On Professionalism Among American Ambassadors
by Henry Mattox
“However much thou art read in theory, |
THIS OBSERVATION, WHILE AN OVERSTATEMENT, reflects much truth, whether in
an intellectual field, an area of physical skill, the artistic world, or the work
of a skilled craftsman.
Devoting thought and study to a given discipline or attainment can provide understanding and lead to the command of theory. But reading up, even in profound detail over a long time, in the end does not—cannot—serve as a substitute for practical experience. Complete mastery of the game of basketball as a coach a Michael Jordan does not one make. The brightest product of an MBA program has no business suddenly undertaking to guide the fortunes of a large corporation. And a scholar of military history, no matter how erudite, does not gain through study the minimum qualifications personally to lead even a platoon of soldiers.
Given the focus of this journal, you see without doubt where I’m heading: Successful students or practitioners of professions other than diplomacy do not—with some few exceptional cases, to which I will return—by those accomplishments qualify themselves for appointment by the President as ambassadors abroad. They lack the practical experience career diplomats gain through many years of dealing with foreigners, living around the globe, and practicing the arcane skills of diplomacy.
And yet the United States year after year, administration after administration, entrusts a substantial portion of its embassies abroad to diplomatic amateurs (I started to write “rank diplomatic amateurs”). Alone among industrialized nations, America continues to follow in large measure selection procedures for its highest diplomatic appointments that most advanced nation-states discarded close to a century ago. Careerists fill nearly all of the latters’ ambassadorial posts, and have for many decades.
In contrast, currently no less than thirty percent of the more than 100 U.S. ambassadors are non-professionals. They come directly from such sources as the president’s political party or election campaign, the ranks of former members of Congress or governors, leaders from business and on occasion education and literature, and retired senior military officers. The White House makes such appointments on the basis of political calculation, influence, or service to the party in power—through the time-honored spoils system, that is.
These 1998 percentage figures approach the rule of thumb one-third to two-thirds ratio of nonprofessionals to careerists that came to be deemed “normal” after the end of World War II. According to data on the years since 1963 provided to this journal by the American Foreign Service Association (AFSA), the current thirty percent matches fairly closely the ratio prevailing during the Johnson, Nixon, Ford, and Bush administrations. Only the Reagan Administration had a higher ratio of political-appointee ambassadors to professionals (thirty-three to sixty-seven percent) and only the Carter Administration, a lower ratio (twenty-four to seventy-six percent).
Thus, at any given time these days, the United States maintains abroad some forty amateur ambassadors, many with at least debatable qualifications. These individuals hold posts from London to Beijing, from Stockholm to Nassau and a number of capital cities in between. (They are not, however, often to be found in demanding hardship posts, as in Africa.)

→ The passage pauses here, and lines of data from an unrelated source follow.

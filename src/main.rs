use strongroom::{cli, StrongroomError};

#[tokio::main]
async fn main() {
    // Load .env file if it exists; must happen before any config is read
    if let Err(e) = dotenvy::dotenv() {
        if !e.not_found() {
            eprintln!("Warning: Error loading .env file: {}", e);
        }
    }

    if let Err(e) = cli::run_cli().await {
        eprintln!("Error: {:#}", e);
        let code = e.downcast_ref::<StrongroomError>().map_or(1, StrongroomError::exit_code);
        std::process::exit(code);
    }
}
//! SecretValue codec.
//!
//! A [`SecretValue`] is the content of one revision: a map of attribute name to
//! string value. Internally (and on the wire to every backend) values are held
//! base64-encoded, so backends only ever store opaque ASCII strings and binary
//! payloads survive unchanged.

use base64::engine::general_purpose::STANDARD;
use base64::Engine;
use once_cell::sync::Lazy;
use regex::Regex;
use sha2::{Digest, Sha256};
use std::collections::BTreeMap;
use std::fmt;
use zeroize::Zeroize;

use super::error::{Result, SecretsError};

/// Suffix marking an argument value as already base64-encoded.
const BASE64_SUFFIX: &str = "#base64";

static KEY_PATTERN: Lazy<Regex> =
    Lazy::new(|| Regex::new(r"^[a-z](?:-?[a-z0-9]){2,}$").expect("secret key pattern is valid"));

#[derive(Clone, Default, PartialEq, Eq)]
pub struct SecretValue {
    encoded: BTreeMap<String, String>,
}

impl SecretValue {
    /// Build a value from plaintext attributes.
    pub fn new<K, V, I>(values: I) -> Self
    where
        K: Into<String>,
        V: AsRef<[u8]>,
        I: IntoIterator<Item = (K, V)>,
    {
        let encoded = values.into_iter().map(|(k, v)| (k.into(), STANDARD.encode(v))).collect();
        Self { encoded }
    }

    /// Build a value from already-encoded attributes, as read back from a backend.
    pub fn from_encoded<K, V, I>(values: I) -> Result<Self>
    where
        K: Into<String>,
        V: Into<String>,
        I: IntoIterator<Item = (K, V)>,
    {
        let mut encoded = BTreeMap::new();
        for (key, value) in values {
            let key = key.into();
            let value = value.into();
            if STANDARD.decode(&value).is_err() {
                return Err(SecretsError::backend_error(format!(
                    "content attribute {:?} is not valid base64",
                    key
                )));
            }
            encoded.insert(key, value);
        }
        Ok(Self { encoded })
    }

    /// Parse `key=value` / `key#base64=value` arguments into a value.
    pub fn from_args<S: AsRef<str>>(args: &[S]) -> Result<Self> {
        let mut encoded = BTreeMap::new();
        for arg in args {
            let arg = arg.as_ref();
            let (key, value) = arg.split_once('=').ok_or_else(|| {
                SecretsError::validation_field(format!("{:?} is not in key=value form", arg), "data")
            })?;
            let (key, value) = match key.strip_suffix(BASE64_SUFFIX) {
                Some(key) => {
                    STANDARD.decode(value).map_err(|_| {
                        SecretsError::validation_field(
                            format!("value for {:?} is not valid base64", key),
                            "data",
                        )
                    })?;
                    (key, value.to_string())
                }
                None => (key, STANDARD.encode(value)),
            };
            validate_key(key)?;
            encoded.insert(key.to_string(), value);
        }
        Ok(Self { encoded })
    }

    /// Check every attribute key against the key naming rules.
    pub fn validate(&self) -> Result<()> {
        if self.encoded.is_empty() {
            return Err(SecretsError::validation_field("secret content cannot be empty", "data"));
        }
        self.encoded.keys().try_for_each(|k| validate_key(k))
    }

    /// Encoded form stored by backends.
    pub fn encoded_values(&self) -> &BTreeMap<String, String> {
        &self.encoded
    }

    /// Decoded plaintext attributes.
    pub fn values(&self) -> Result<BTreeMap<String, String>> {
        self.encoded
            .iter()
            .map(|(k, v)| {
                let bytes = STANDARD.decode(v).map_err(|_| {
                    SecretsError::backend_error(format!("attribute {:?} is not valid base64", k))
                })?;
                let text = String::from_utf8(bytes).map_err(|_| {
                    SecretsError::backend_error(format!("attribute {:?} is not valid UTF-8", k))
                })?;
                Ok((k.clone(), text))
            })
            .collect()
    }

    /// Decoded value of a single attribute.
    pub fn get(&self, key: &str) -> Result<Option<String>> {
        let Some(encoded) = self.encoded.get(key) else {
            return Ok(None);
        };
        let bytes = STANDARD
            .decode(encoded)
            .map_err(|_| SecretsError::backend_error(format!("attribute {:?} is not valid base64", key)))?;
        String::from_utf8(bytes)
            .map(Some)
            .map_err(|_| SecretsError::backend_error(format!("attribute {:?} is not valid UTF-8", key)))
    }

    pub fn keys(&self) -> impl Iterator<Item = &str> {
        self.encoded.keys().map(String::as_str)
    }

    pub fn len(&self) -> usize {
        self.encoded.len()
    }

    pub fn is_empty(&self) -> bool {
        self.encoded.is_empty()
    }

    /// SHA-256 over the encoded attributes in key order, hex encoded.
    pub fn checksum(&self) -> String {
        let mut hasher = Sha256::new();
        for (key, value) in &self.encoded {
            hasher.update(key.as_bytes());
            hasher.update(b"=");
            hasher.update(value.as_bytes());
            hasher.update(b"\n");
        }
        hex::encode(hasher.finalize())
    }
}

fn validate_key(key: &str) -> Result<()> {
    if KEY_PATTERN.is_match(key) {
        Ok(())
    } else {
        Err(SecretsError::validation_field(
            format!("invalid secret key {:?}: keys are lowercase, at least 3 characters", key),
            "data",
        ))
    }
}

impl Drop for SecretValue {
    fn drop(&mut self) {
        for value in self.encoded.values_mut() {
            value.zeroize();
        }
    }
}

impl fmt::Debug for SecretValue {
    fn fmt(&self, f: &mut fmt::Formatter<'_>) -> fmt::Result {
        f.debug_struct("SecretValue").field("keys", &self.encoded.keys().collect::<Vec<_>>()).finish()
    }
}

A case can be made for their nomination, and indeed for an even greater number of non careerists. The President appoints ambassadors as his personal representative to a given head of state, and in some circumstances an American representative known to have the President’s ear could be viewed as more effective in the foreign capital; twentieth century advances in communications lessen the need for an ambassador’s exercise of experienced judgment in the absence of instructions from Washington; and not infrequently figures of the highest distinction, while not professional diplomats, find their way into the ambassadorial ranks, including as examples Ellsworth Bunker, David Bruce, Averell Harriman, Douglas Dillon, and Sol Linowitz in recent times. Increased professionalism does not necessarily solve all problems.
The case for amateurism as a general approach, however, is not at all persuasive. As AFSA has pointed out repeatedly over the years, its opposition as the U.S. Foreign Service’s professional organization is not to all political appointees because many are well qualified, but the Association is concerned by those who are not. American Diplomacy associates itself with this position. Unprofessional behavior and actions by spoils-system American ambassadors too often have proved to be an embarrassment abroad. The nation deserves better.
I conclude with a remark that, while perhaps as overstated as the one with which I led off this commentary, quite naturally supports my position:
“Even in those cases where success has attended the efforts of an amateur diplomat, the example must regarded as an exception, for it is a commonplace of human experience that skilled work requires a skilled workman.”